The truth is simple.
If God can be trusted with your eternity, He can be trusted with your employment, reputation, and provision.

The step He usually asks for is small:

  • Pray for that coworker

  • Offer spiritual encouragement

  • Invite someone to church

  • Share your story

These steps feel huge only because they cross the line you drew.

3. Trusting God with your friendships

It is easy to have “church friends” and “regular friends.” With church friends, everything feels natural. With others, you may keep quiet.

You tell yourself you are “being an influence” but years can go by without a single spiritual conversation. If someone has been in your life for a decade and still does not know you follow Christ, something is off.

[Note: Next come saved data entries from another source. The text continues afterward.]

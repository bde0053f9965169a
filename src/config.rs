//! Application configuration loaded from environment variables.

use std::env;
use std::time::Duration;

use chrono::FixedOffset;

/// Development default values - NEVER use in production.
pub mod defaults {
    pub const DEV_REPORT_URL: &str =
        "https://raw.githubusercontent.com/faruklmu17/browser_extension_test/refs/heads/main/tests/test-results.json";
    pub const DEV_HOST: &str = "127.0.0.1";
    pub const DEV_PORT: u16 = 8080;
    pub const DEV_FETCH_TIMEOUT_SECS: u64 = 20;
    /// UTC-05:00 (US Eastern standard time) for last-run display.
    pub const DEV_TZ_OFFSET_MINUTES: i32 = -300;
}

/// Runtime environment.
#[derive(Debug, Clone, Copy, PartialEq, Eq)]
pub enum Environment {
    Development,
    Production,
}

impl Environment {
    /// Parse environment from string.
    pub fn parse(s: &str) -> Option<Self> {
        match s.to_lowercase().as_str() {
            "development" | "dev" => Some(Self::Development),
            "production" | "prod" => Some(Self::Production),
            _ => None,
        }
    }

    /// Check if this is a development environment.
    pub fn is_development(&self) -> bool {
        matches!(self, Self::Development)
    }

    /// Check if this is a production environment.
    pub fn is_production(&self) -> bool {
        matches!(self, Self::Production)
    }
}

impl std::fmt::Display for Environment {
    fn fmt(&self, f: &mut std::fmt::Formatter<'_>) -> std::fmt::Result {
        match self {
            Self::Development => write!(f, "development"),
            Self::Production => write!(f, "production"),
        }
    }
}

/// Application configuration.
#[derive(Debug, Clone)]
pub struct Config {
    /// Runtime environment
    pub environment: Environment,
    /// Server host address
    pub host: String,
    /// Server port
    pub port: u16,
    /// URL of the raw test-run report JSON
    pub report_url: String,
    /// Total timeout for one report fetch
    pub fetch_timeout: Duration,
    /// Display offset for last-run timestamps, minutes east of UTC
    pub tz_offset_minutes: i32,
    /// Allowed CORS origin (production only; development allows localhost)
    pub cors_origin: Option<String>,
}

impl Config {
    /// Load configuration from environment variables.
    ///
    /// In development mode (RUST_ENV=development) all variables have
    /// sensible defaults; only RUST_ENV is required. In production mode
    /// RIS_REPORT_URL must be set to a non-default value.
    ///
    /// Environment variables:
    /// - `RUST_ENV`: Environment (development/production) - REQUIRED
    /// - `RIS_HOST`: Server host (default: 127.0.0.1)
    /// - `RIS_PORT`: Server port (default: 8080)
    /// - `RIS_REPORT_URL`: Raw report JSON URL (required in production)
    /// - `RIS_FETCH_TIMEOUT_SECS`: Report fetch timeout (default: 20)
    /// - `RIS_TZ_OFFSET_MINUTES`: Last-run display offset in minutes east
    ///   of UTC (default: -300)
    /// - `RIS_CORS_ORIGIN`: Allowed CORS origin in production
    pub fn from_env() -> Result<Self, ConfigError> {
        // Parse environment - required
        let env_str = env::var("RUST_ENV").map_err(|_| ConfigError::MissingEnvVar("RUST_ENV"))?;

        let environment = Environment::parse(&env_str).ok_or(ConfigError::InvalidValue(
            "RUST_ENV must be 'development' or 'production'",
        ))?;

        let host = env::var("RIS_HOST").unwrap_or_else(|_| defaults::DEV_HOST.to_string());

        let port = env::var("RIS_PORT")
            .unwrap_or_else(|_| defaults::DEV_PORT.to_string())
            .parse::<u16>()
            .map_err(|_| ConfigError::InvalidValue("RIS_PORT must be a valid port number"))?;

        let report_url =
            env::var("RIS_REPORT_URL").unwrap_or_else(|_| defaults::DEV_REPORT_URL.to_string());

        let fetch_timeout_secs = env::var("RIS_FETCH_TIMEOUT_SECS")
            .unwrap_or_else(|_| defaults::DEV_FETCH_TIMEOUT_SECS.to_string())
            .parse::<u64>()
            .map_err(|_| {
                ConfigError::InvalidValue("RIS_FETCH_TIMEOUT_SECS must be a valid number")
            })?;

        let tz_offset_minutes = env::var("RIS_TZ_OFFSET_MINUTES")
            .unwrap_or_else(|_| defaults::DEV_TZ_OFFSET_MINUTES.to_string())
            .parse::<i32>()
            .map_err(|_| {
                ConfigError::InvalidValue("RIS_TZ_OFFSET_MINUTES must be a valid number")
            })?;

        if tz_offset_minutes.abs() >= 24 * 60 {
            return Err(ConfigError::InvalidValue(
                "RIS_TZ_OFFSET_MINUTES must be within one day of UTC",
            ));
        }

        let cors_origin = env::var("RIS_CORS_ORIGIN").ok();

        let config = Config {
            environment,
            host,
            port,
            report_url,
            fetch_timeout: Duration::from_secs(fetch_timeout_secs),
            tz_offset_minutes,
            cors_origin,
        };

        // Validate production configuration
        if environment.is_production() {
            config.validate_production()?;
        }

        Ok(config)
    }

    /// Validate that production configuration does not use development
    /// defaults.
    fn validate_production(&self) -> Result<(), ConfigError> {
        let mut errors = Vec::new();

        if self.report_url == defaults::DEV_REPORT_URL {
            errors.push(format!(
                "RIS_REPORT_URL is using the development default '{}'. Point it at your own report.",
                defaults::DEV_REPORT_URL
            ));
        }

        if !errors.is_empty() {
            return Err(ConfigError::ProductionValidation(errors));
        }

        Ok(())
    }

    /// Get the server bind address.
    pub fn bind_address(&self) -> String {
        format!("{}:{}", self.host, self.port)
    }

    /// Check if running in development mode.
    pub fn is_development(&self) -> bool {
        self.environment.is_development()
    }

    /// Display offset for last-run answers.
    pub fn display_offset(&self) -> FixedOffset {
        FixedOffset::east_opt(self.tz_offset_minutes * 60)
            .unwrap_or_else(|| FixedOffset::east_opt(0).expect("zero offset is valid"))
    }
}

/// Configuration errors.
#[derive(Debug, thiserror::Error)]
pub enum ConfigError {
    #[error("Missing required environment variable: {0}")]
    MissingEnvVar(&'static str),

    #[error("Invalid configuration value: {0}")]
    InvalidValue(&'static str),

    #[error("Production configuration validation failed:\n{}", .0.iter().map(|e| format!("  - {}", e)).collect::<Vec<_>>().join("\n"))]
    ProductionValidation(Vec<String>),
}

#[cfg(test)]
mod tests {
    use super::*;

    fn dev_config() -> Config {
        Config {
            environment: Environment::Development,
            host: "0.0.0.0".to_string(),
            port: 3000,
            report_url: defaults::DEV_REPORT_URL.to_string(),
            fetch_timeout: Duration::from_secs(20),
            tz_offset_minutes: -300,
            cors_origin: None,
        }
    }

    #[test]
    fn test_bind_address() {
        let config = dev_config();
        assert_eq!(config.bind_address(), "0.0.0.0:3000");
    }

    #[test]
    fn test_environment_parsing() {
        assert_eq!(
            Environment::parse("development"),
            Some(Environment::Development)
        );
        assert_eq!(Environment::parse("dev"), Some(Environment::Development));
        assert_eq!(
            Environment::parse("production"),
            Some(Environment::Production)
        );
        assert_eq!(Environment::parse("prod"), Some(Environment::Production));
        assert_eq!(Environment::parse("invalid"), None);
    }

    #[test]
    fn test_display_offset_minutes_east() {
        let mut config = dev_config();
        config.tz_offset_minutes = 120;
        assert_eq!(config.display_offset().local_minus_utc(), 120 * 60);

        config.tz_offset_minutes = -300;
        assert_eq!(config.display_offset().local_minus_utc(), -300 * 60);
    }

    #[test]
    fn test_production_validation_fails_with_dev_report_url() {
        let mut config = dev_config();
        config.environment = Environment::Production;

        let result = config.validate_production();
        assert!(result.is_err());
    }

    #[test]
    fn test_production_validation_passes_with_proper_config() {
        let mut config = dev_config();
        config.environment = Environment::Production;
        config.report_url = "https://ci.example.com/reports/latest.json".to_string();

        assert!(config.validate_production().is_ok());
    }
}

If you love them, bring Jesus into the relationship.
Not with pressure.
Not with pushiness.
Simply with honesty.

The question is not whether you want to lose the friendship.
The real question is whether you trust God enough to share the hope they desperately need.

The Question Behind It All

Is God only trustworthy on one side of your line?

Obadiah lived with a private faith. God invited him to let that faith step into the rest of his world. When he did, he discovered something life changing:

The God who is faithful in private is faithful in public.
The God who is trusted on the safe side can be trusted on the risky side.
The God who holds your soul can hold your job, your friendships, and every part of your life.

There is a step of faith you already know God has been asking you to take.
He is calling you across the line.

He is calling you to trust Him.
He is calling you to obey Him.
And He will not leave you hanging.

When you finally pull up that tape, you may wonder why you waited so long.